In this post, I link to Who Needs the Cath Lab/Cards Consult? [accessed 12-10-2021] A guideline from the Steve Smith’s EKG Blog and the EMCrit Podcast.
What follows is the introduction to the above 16 page pdf.
Activate the Lab for unambiguous STEMI (only clear STEMIs have a 90 minute CMS mandate)
Get Cardiology or Interventional Consultation for more complicated cases: difficult ECGs, subtle ST elevation, ST depression with ongoing symptoms, STEMI “Equivalents”.
This requires a systematic approach, with buy-in from Cardiology that they will respond immediately to such requests for help. What do they get out of it?

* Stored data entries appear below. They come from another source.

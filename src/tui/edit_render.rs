//! Profile Edit Rendering
//!
//! Split-pane modal: step tabs and form on the left, live card preview on
//! the right.

use super::card_render::{CardMode, render_profile_card};
use super::edit::ProfileEdit;
use super::form_render::{error_lines, field_lines, footer_line};
use super::profile_card::ProfileCard;
use super::setup_render::centered_rect;
use super::theme::Theme;
use crate::profile::Profile;
use ratatui::{
    Frame,
    layout::{Alignment, Constraint, Direction, Layout},
    style::{Modifier, Style},
    text::{Line, Span},
    widgets::{Block, Borders, Clear, Paragraph, Tabs, Wrap},
};

const MODAL_WIDTH: u16 = 120;
const MODAL_HEIGHT: u16 = 36;

pub fn render_edit(f: &mut Frame, edit: &ProfileEdit, theme: &Theme, animation_frame: usize) {
    let area = centered_rect(MODAL_WIDTH, MODAL_HEIGHT, f.area());
    f.render_widget(Clear, area);

    let block = Block::default()
        .borders(Borders::ALL)
        .border_style(theme.border())
        .title(Span::styled(" Edit Profile ", theme.title()));
    let inner = block.inner(area);
    f.render_widget(block, area);

    let rows = Layout::default()
        .direction(Direction::Vertical)
        .constraints([Constraint::Min(0), Constraint::Length(1)])
        .split(inner);

    let panes = Layout::default()
        .direction(Direction::Horizontal)
        .constraints([Constraint::Percentage(50), Constraint::Percentage(50)])
        .split(rows[0]);

    let left = Layout::default()
        .direction(Direction::Vertical)
        .constraints([
            Constraint::Length(2),
            Constraint::Length(2),
            Constraint::Min(0),
        ])
        .split(panes[0]);

    let form = &edit.form;
    let titles: Vec<Line<'static>> = form
        .steps
        .iter()
        .enumerate()
        .map(|(i, spec)| Line::from(format!("{} {}", i + 1, spec.title)))
        .collect();
    let tabs = Tabs::new(titles)
        .select(form.step() - 1)
        .style(theme.muted())
        .highlight_style(
            Style::default()
                .fg(theme.highlight)
                .add_modifier(Modifier::BOLD | Modifier::UNDERLINED),
        )
        .divider(Span::styled("│", theme.muted()))
        .block(
            Block::default()
                .borders(Borders::BOTTOM)
                .border_style(theme.muted()),
        );
    f.render_widget(tabs, left[0]);

    f.render_widget(
        Paragraph::new(Line::from(Span::styled(
            form.spec().subtitle.to_string(),
            theme.muted(),
        ))),
        left[1],
    );

    let mut lines = field_lines(form, theme);
    lines.extend(error_lines(form, theme));
    f.render_widget(Paragraph::new(lines).wrap(Wrap { trim: false }), left[2]);

    let preview = ProfileCard::new(Profile::preview(edit.draft()));
    render_profile_card(f, panes[1], &preview, theme, CardMode::Preview);

    let mut footer = footer_line(form, theme, edit.submit_label(), animation_frame);
    footer.spans.push(Span::styled("  [Alt+1-3] ", theme.key_hint()));
    footer.spans.push(Span::raw("Tabs"));
    f.render_widget(Paragraph::new(footer).alignment(Alignment::Center), rows[1]);
}

#[cfg(test)]
mod tests {
    use super::*;
    use crate::profile::ProfileDraft;
    use crate::tui::form_render::test_support::buffer_contains_text;
    use ratatui::{Terminal, backend::TestBackend, buffer::Buffer};

    fn draw(edit: &ProfileEdit) -> Buffer {
        let mut terminal = Terminal::new(TestBackend::new(130, 40)).unwrap();
        terminal
            .draw(|f| render_edit(f, edit, &Theme::default(), 0))
            .unwrap();
        terminal.backend().buffer().clone()
    }

    #[test]
    fn test_edit_renders_tabs_form_and_preview() {
        let edit = ProfileEdit::new(Profile::sample().draft);
        let buffer = draw(&edit);
        assert!(buffer_contains_text(&buffer, "Edit Profile"));
        assert!(buffer_contains_text(&buffer, "1 Basic Info"));
        assert!(buffer_contains_text(&buffer, "3 Skills & Links"));
        assert!(buffer_contains_text(&buffer, "Live Preview"));
        assert!(buffer_contains_text(&buffer, "Save"));
    }

    #[test]
    fn test_preview_reflects_unsaved_edits() {
        let mut edit = ProfileEdit::new(ProfileDraft {
            name: "Old".to_string(),
            ..ProfileDraft::default()
        });
        edit.form.draft.name = "Brand New Name".to_string();
        edit.form.draft.role = "Staff Engineer".to_string();
        let buffer = draw(&edit);
        assert!(buffer_contains_text(&buffer, "Staff Engineer"));
        assert!(buffer_contains_text(&buffer, "│   B   │"));
    }
}
//! Logging
//!
//! File-based tracing setup. The terminal belongs to the TUI, so log output
//! never goes to stdout/stderr: either a rolling file in debug mode (or when a
//! log file is configured), or nothing at all.

use std::path::{Path, PathBuf};
use std::sync::OnceLock;
use std::time::{Duration, SystemTime};
use tracing_appender::non_blocking::WorkerGuard;
use tracing_subscriber::{EnvFilter, fmt, layer::SubscriberExt, util::SubscriberInitExt};

const LOG_FILE_PREFIX: &str = "profilekit";

static LOG_PATH: OnceLock<PathBuf> = OnceLock::new();

/// Logging configuration
#[derive(Debug, Clone)]
pub struct LogConfig {
    /// Write debug-level logs to the log directory
    pub debug_mode: bool,
    /// Directory for rolling log files
    pub log_dir: PathBuf,
    /// Level used when not in debug mode and `RUST_LOG` is unset
    pub level: String,
    /// Explicit log file; enables file logging outside debug mode
    pub file: Option<PathBuf>,
    /// Emit JSON lines instead of the human format
    pub json: bool,
}

impl Default for LogConfig {
    fn default() -> Self {
        Self::new()
    }
}

impl LogConfig {
    pub fn new() -> Self {
        Self {
            debug_mode: false,
            log_dir: default_log_dir(),
            level: "info".to_string(),
            file: None,
            json: false,
        }
    }

    pub fn with_debug_mode(mut self, debug: bool) -> Self {
        self.debug_mode = debug;
        self
    }

    pub fn with_log_dir(mut self, dir: PathBuf) -> Self {
        self.log_dir = dir;
        self
    }

    pub fn with_level(mut self, level: impl Into<String>) -> Self {
        self.level = level.into();
        self
    }

    pub fn with_file(mut self, file: Option<PathBuf>) -> Self {
        self.file = file;
        self
    }

    pub fn with_json(mut self, json: bool) -> Self {
        self.json = json;
        self
    }

    /// Filter directive for the subscriber
    fn filter_directive(&self) -> String {
        if self.debug_mode {
            format!("{}=debug,warn", env!("CARGO_CRATE_NAME"))
        } else {
            self.level.clone()
        }
    }

    /// Where the log file will be written, if file logging is active
    fn target(&self) -> Option<(PathBuf, String)> {
        if let Some(file) = &self.file {
            let dir = file
                .parent()
                .map(Path::to_path_buf)
                .unwrap_or_else(|| PathBuf::from("."));
            let name = file
                .file_name()
                .map(|n| n.to_string_lossy().into_owned())
                .unwrap_or_else(|| format!("{}.log", LOG_FILE_PREFIX));
            return Some((dir, name));
        }
        if self.debug_mode {
            return Some((self.log_dir.clone(), format!("{}.log", LOG_FILE_PREFIX)));
        }
        None
    }
}

/// Default log directory: `./.profilekit/logs`
pub fn default_log_dir() -> PathBuf {
    PathBuf::from(".profilekit").join("logs")
}

/// Install the global subscriber.
///
/// Returns the appender guard when file logging is active; it must be held
/// until exit so buffered lines are flushed.
pub fn init_logging(config: LogConfig) -> crate::error::Result<Option<WorkerGuard>> {
    let Some((dir, file_name)) = config.target() else {
        return Ok(None);
    };

    std::fs::create_dir_all(&dir)?;

    let appender = if config.file.is_some() {
        tracing_appender::rolling::never(&dir, &file_name)
    } else {
        tracing_appender::rolling::daily(&dir, &file_name)
    };
    let (writer, guard) = tracing_appender::non_blocking(appender);

    let filter = EnvFilter::try_from_default_env()
        .or_else(|_| EnvFilter::try_new(config.filter_directive()))
        .map_err(|e| crate::error::ProfileKitError::Config(format!("Invalid log level: {}", e)))?;

    let registry = tracing_subscriber::registry().with(filter);
    let result = if config.json {
        registry
            .with(fmt::layer().json().with_writer(writer).with_ansi(false))
            .try_init()
    } else {
        registry
            .with(
                fmt::layer()
                    .with_writer(writer)
                    .with_ansi(false)
                    .with_target(true),
            )
            .try_init()
    };
    result.map_err(|e| crate::error::ProfileKitError::Config(e.to_string()))?;

    let _ = LOG_PATH.set(dir.join(&file_name));
    tracing::info!("Logging initialized in {}", dir.display());
    Ok(Some(guard))
}

/// Path of the active log file, if file logging was initialized
pub fn get_log_path() -> Option<PathBuf> {
    LOG_PATH.get().cloned()
}

/// Remove `.log` files older than `max_age_days` from the default log directory
pub fn cleanup_old_logs(max_age_days: u64) -> crate::error::Result<usize> {
    cleanup_logs_in(&default_log_dir(), max_age_days)
}

/// Remove log files older than `max_age_days` from `dir`.
///
/// Daily-rolled files carry a date suffix (`profilekit.log.2026-10-19`), so
/// any file whose name contains `.log` counts.
pub fn cleanup_logs_in(dir: &Path, max_age_days: u64) -> crate::error::Result<usize> {
    if !dir.exists() {
        return Ok(0);
    }

    let max_age = Duration::from_secs(max_age_days.saturating_mul(24 * 60 * 60));
    let now = SystemTime::now();
    let mut removed = 0;

    for entry in std::fs::read_dir(dir)? {
        let entry = entry?;
        let path = entry.path();
        let is_log = path
            .file_name()
            .map(|n| n.to_string_lossy().contains(".log"))
            .unwrap_or(false);
        if !is_log || !path.is_file() {
            continue;
        }

        let Ok(modified) = entry.metadata().and_then(|m| m.modified()) else {
            continue;
        };
        let age = now.duration_since(modified).unwrap_or_default();
        if age > max_age {
            match std::fs::remove_file(&path) {
                Ok(()) => removed += 1,
                Err(e) => tracing::warn!("Failed to remove old log {}: {}", path.display(), e),
            }
        }
    }

    Ok(removed)
}
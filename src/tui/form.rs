//! Draft Form
//!
//! Shared form state for the setup and edit wizards: the draft, the step
//! controller, field focus, list editors and the current validation
//! messages. Each wizard supplies its own step table and submit rule.

use super::events::keys;
use super::list_editor::ListEditor;
use super::wizard::StepController;
use crate::profile::validation::{self, ValidationReport};
use crate::profile::{DraftField, ListKind, ProfileDraft};
use crossterm::event::{KeyCode, KeyEvent, KeyModifiers};

/// One editable field on a wizard step
#[derive(Debug, Clone, Copy, PartialEq, Eq)]
pub enum FormField {
    Text(DraftField),
    List(ListKind),
}

/// Static description of a wizard step
#[derive(Debug)]
pub struct StepSpec {
    pub title: &'static str,
    pub subtitle: &'static str,
    pub fields: &'static [FormField],
    /// Text fields that must be non-empty to leave this step
    pub required: &'static [DraftField],
    /// Minimum number of skills required on this step
    pub min_skills: usize,
}

impl StepSpec {
    pub fn validate(&self, draft: &ProfileDraft) -> ValidationReport {
        let mut report = validation::missing_required(draft, self.required);
        if self.min_skills > 0
            && let Some(msg) = validation::missing_items(draft, ListKind::Skills, self.min_skills)
        {
            report.push(msg);
        }
        report
    }

    pub fn is_required(&self, field: FormField) -> bool {
        match field {
            FormField::Text(f) => self.required.contains(&f),
            FormField::List(ListKind::Skills) => self.min_skills > 0,
            FormField::List(_) => false,
        }
    }
}

/// What the host should do after a wizard handled a key
#[derive(Debug, Clone, PartialEq, Eq)]
pub enum WizardAction {
    /// Nothing special
    None,
    /// User left the wizard from step 1 (back/close)
    Cancel,
    /// Start the simulated save with this draft
    Submit(ProfileDraft),
}

/// Result of routing a key through the form
#[derive(Debug, Clone, Copy, PartialEq, Eq)]
pub enum FormCommand {
    None,
    Leave,
    Submit,
}

#[derive(Debug, Clone, Default)]
pub struct ListEditors {
    pub skills: ListEditor,
    pub highlights: ListEditor,
    pub links: ListEditor,
}

impl ListEditors {
    pub fn get(&self, kind: ListKind) -> &ListEditor {
        match kind {
            ListKind::Skills => &self.skills,
            ListKind::Highlights => &self.highlights,
            ListKind::Links => &self.links,
        }
    }

    pub fn get_mut(&mut self, kind: ListKind) -> &mut ListEditor {
        match kind {
            ListKind::Skills => &mut self.skills,
            ListKind::Highlights => &mut self.highlights,
            ListKind::Links => &mut self.links,
        }
    }
}

pub struct DraftForm {
    pub draft: ProfileDraft,
    pub steps: &'static [StepSpec],
    pub controller: StepController,
    pub focused: usize,
    pub editors: ListEditors,
    /// Messages from the last rejected Next/Submit
    pub errors: ValidationReport,
}

impl DraftForm {
    pub fn new(steps: &'static [StepSpec], draft: ProfileDraft) -> Self {
        Self {
            draft,
            steps,
            controller: StepController::new(steps.len()),
            focused: 0,
            editors: ListEditors::default(),
            errors: Vec::new(),
        }
    }

    pub fn step(&self) -> usize {
        self.controller.current()
    }

    pub fn spec(&self) -> &'static StepSpec {
        let steps = self.steps;
        &steps[self.controller.current() - 1]
    }

    pub fn is_loading(&self) -> bool {
        self.controller.is_loading()
    }

    pub fn focused_field(&self) -> FormField {
        let fields = self.spec().fields;
        fields[self.focused.min(fields.len() - 1)]
    }

    pub fn focus_next(&mut self) {
        let len = self.spec().fields.len();
        self.focused = (self.focused + 1) % len;
    }

    pub fn focus_prev(&mut self) {
        let len = self.spec().fields.len();
        self.focused = (self.focused + len - 1) % len;
    }

    pub fn validate_current(&self) -> ValidationReport {
        self.spec().validate(&self.draft)
    }

    pub fn validate_all(&self) -> ValidationReport {
        self.steps
            .iter()
            .flat_map(|step| step.validate(&self.draft))
            .collect()
    }

    /// Whether Next is enabled on the current step
    pub fn can_advance(&self) -> bool {
        !self.controller.is_last() && self.validate_current().is_empty()
    }

    /// Advance if the current step is valid; otherwise record why not
    pub fn next_step(&mut self) -> bool {
        let report = self.validate_current();
        let valid = report.is_empty();
        self.errors = report;
        if self.controller.next(valid) {
            self.focused = 0;
            tracing::debug!("Wizard advanced to step {}", self.step());
            true
        } else {
            false
        }
    }

    /// Step back. `false` on step 1 means the caller should leave.
    pub fn prev_step(&mut self) -> bool {
        self.errors.clear();
        if self.controller.prev() {
            self.focused = 0;
            true
        } else {
            false
        }
    }

    /// Start a submit if every step validates and none is in flight
    pub fn try_begin_submit(&mut self) -> Option<ProfileDraft> {
        if self.is_loading() {
            return None;
        }
        let report = self.validate_all();
        if !report.is_empty() {
            self.errors = report;
            return None;
        }
        self.errors.clear();
        if !self.controller.begin_submit() {
            return None;
        }
        Some(self.draft.clone())
    }

    pub fn finish_submit(&mut self) {
        self.controller.finish_submit();
    }

    pub fn add_list_item(&mut self, kind: ListKind) -> bool {
        let editor = self.editors.get_mut(kind);
        editor.commit(self.draft.list_mut(kind))
    }

    pub fn remove_list_item(&mut self, kind: ListKind) -> Option<String> {
        let editor = self.editors.get_mut(kind);
        editor.remove_selected(self.draft.list_mut(kind))
    }

    /// Route a key through focus, editing and step navigation
    pub fn handle_key(&mut self, event: KeyEvent) -> FormCommand {
        if self.is_loading() {
            // Form is locked until the in-flight save returns
            return FormCommand::None;
        }

        if keys::is_cancel(&event) {
            if !self.prev_step() {
                return FormCommand::Leave;
            }
            return FormCommand::None;
        }
        if keys::is_next_step(&event) {
            self.next_step();
            return FormCommand::None;
        }
        if keys::is_prev_step(&event) {
            self.prev_step();
            return FormCommand::None;
        }
        if keys::is_submit(&event) {
            return FormCommand::Submit;
        }
        if keys::is_enter(&event) {
            return self.handle_enter();
        }

        let ctrl = event.modifiers.contains(KeyModifiers::CONTROL);
        match event.code {
            KeyCode::Tab => self.focus_next(),
            KeyCode::BackTab => self.focus_prev(),
            KeyCode::Up => match self.focused_field() {
                FormField::List(kind) => self.editors.get_mut(kind).select_prev(),
                FormField::Text(_) => self.focus_prev(),
            },
            KeyCode::Down => match self.focused_field() {
                FormField::List(kind) => {
                    let len = self.draft.list(kind).len();
                    self.editors.get_mut(kind).select_next(len);
                }
                FormField::Text(_) => self.focus_next(),
            },
            KeyCode::Delete => {
                if let FormField::List(kind) = self.focused_field()
                    && let Some(removed) = self.remove_list_item(kind)
                {
                    tracing::debug!("Removed {:?} entry {:?}", kind, removed);
                }
            }
            KeyCode::Backspace => match self.focused_field() {
                FormField::Text(field) => self.draft.pop_char(field),
                FormField::List(kind) => self.editors.get_mut(kind).pop_char(),
            },
            KeyCode::Char(c) if !ctrl => match self.focused_field() {
                FormField::Text(field) => self.draft.push_char(field, c),
                FormField::List(kind) => self.editors.get_mut(kind).push_char(c),
            },
            _ => {}
        }
        FormCommand::None
    }

    fn handle_enter(&mut self) -> FormCommand {
        match self.focused_field() {
            FormField::List(kind) => {
                self.add_list_item(kind);
                FormCommand::None
            }
            FormField::Text(_) => {
                let last_field = self.focused + 1 >= self.spec().fields.len();
                if !last_field {
                    self.focus_next();
                } else if self.controller.is_last() {
                    return FormCommand::Submit;
                } else {
                    self.next_step();
                }
                FormCommand::None
            }
        }
    }
}

#[cfg(test)]
pub(crate) mod test_support {
    use crossterm::event::{KeyCode, KeyEvent, KeyModifiers};

    pub fn key(code: KeyCode) -> KeyEvent {
        KeyEvent::new(code, KeyModifiers::empty())
    }

    pub fn ctrl(c: char) -> KeyEvent {
        KeyEvent::new(KeyCode::Char(c), KeyModifiers::CONTROL)
    }

    pub fn type_text(mut send: impl FnMut(KeyEvent), text: &str) {
        for c in text.chars() {
            send(key(KeyCode::Char(c)));
        }
    }
}
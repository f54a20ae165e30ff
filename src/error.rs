//! Error Types
//!
//! Host-level failures. Form validation never produces these; it reports
//! plain messages inside the wizard instead.

use thiserror::Error;

/// Stable codes for host-level failures
#[derive(Debug, Clone, Copy, PartialEq, Eq)]
pub enum ErrorCode {
    Config,
    Io,
    Serialization,
    Terminal,
    Service,
    ChannelClosed,
}

impl ErrorCode {
    pub fn as_str(&self) -> &'static str {
        match self {
            Self::Config => "PK-CONFIG",
            Self::Io => "PK-IO",
            Self::Serialization => "PK-SERDE",
            Self::Terminal => "PK-TERM",
            Self::Service => "PK-SERVICE",
            Self::ChannelClosed => "PK-CHANNEL",
        }
    }
}

impl std::fmt::Display for ErrorCode {
    fn fmt(&self, f: &mut std::fmt::Formatter<'_>) -> std::fmt::Result {
        f.write_str(self.as_str())
    }
}

#[derive(Debug, Error)]
pub enum ProfileKitError {
    #[error("Configuration error: {0}")]
    Config(String),

    #[error("I/O error: {0}")]
    Io(#[from] std::io::Error),

    #[error("JSON error: {0}")]
    Json(#[from] serde_json::Error),

    #[error("TOML encode error: {0}")]
    TomlEncode(#[from] toml::ser::Error),

    #[error("Terminal error: {0}")]
    Terminal(String),

    #[error("Profile service error: {0}")]
    Service(String),

    #[error("Event channel closed")]
    ChannelClosed,
}

impl ProfileKitError {
    pub fn code(&self) -> ErrorCode {
        match self {
            Self::Config(_) => ErrorCode::Config,
            Self::Io(_) => ErrorCode::Io,
            Self::Json(_) | Self::TomlEncode(_) => ErrorCode::Serialization,
            Self::Terminal(_) => ErrorCode::Terminal,
            Self::Service(_) => ErrorCode::Service,
            Self::ChannelClosed => ErrorCode::ChannelClosed,
        }
    }
}

pub type Result<T> = std::result::Result<T, ProfileKitError>;

#[cfg(test)]
mod tests {
    use super::*;

    #[test]
    fn test_error_codes() {
        assert_eq!(
            ProfileKitError::Config("bad".into()).code(),
            ErrorCode::Config
        );
        assert_eq!(ProfileKitError::ChannelClosed.code().as_str(), "PK-CHANNEL");

        let json_err = serde_json::from_str::<serde_json::Value>("{").unwrap_err();
        assert_eq!(ProfileKitError::from(json_err).code(), ErrorCode::Serialization);
    }

    #[test]
    fn test_error_display() {
        let err = ProfileKitError::Service("timeout".into());
        assert_eq!(err.to_string(), "Profile service error: timeout");
    }
}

Fewer false positive
activations and more activations for the subtle cases that need it.
Know that the ACC/AHA guidelines for NonSTEMI recommend < 2 hour cath for: 1) refractory ischemia 2) ischemia with hemodynyamic or electrical instability
Proviso: Many cardiologists do not understand these subtle ECG findings or pseudo-STEMI patterns.
You must be a strong advocate! If you are worried, get serial ECGs, compare with an old ECG, and get a high quality contrast echocardiogram exam. Persistent occlusion of a significant epicardial coronary artery will nearly always have a wall motion abnormality if the echo quality is good, is done with contrast, and is read by an expert.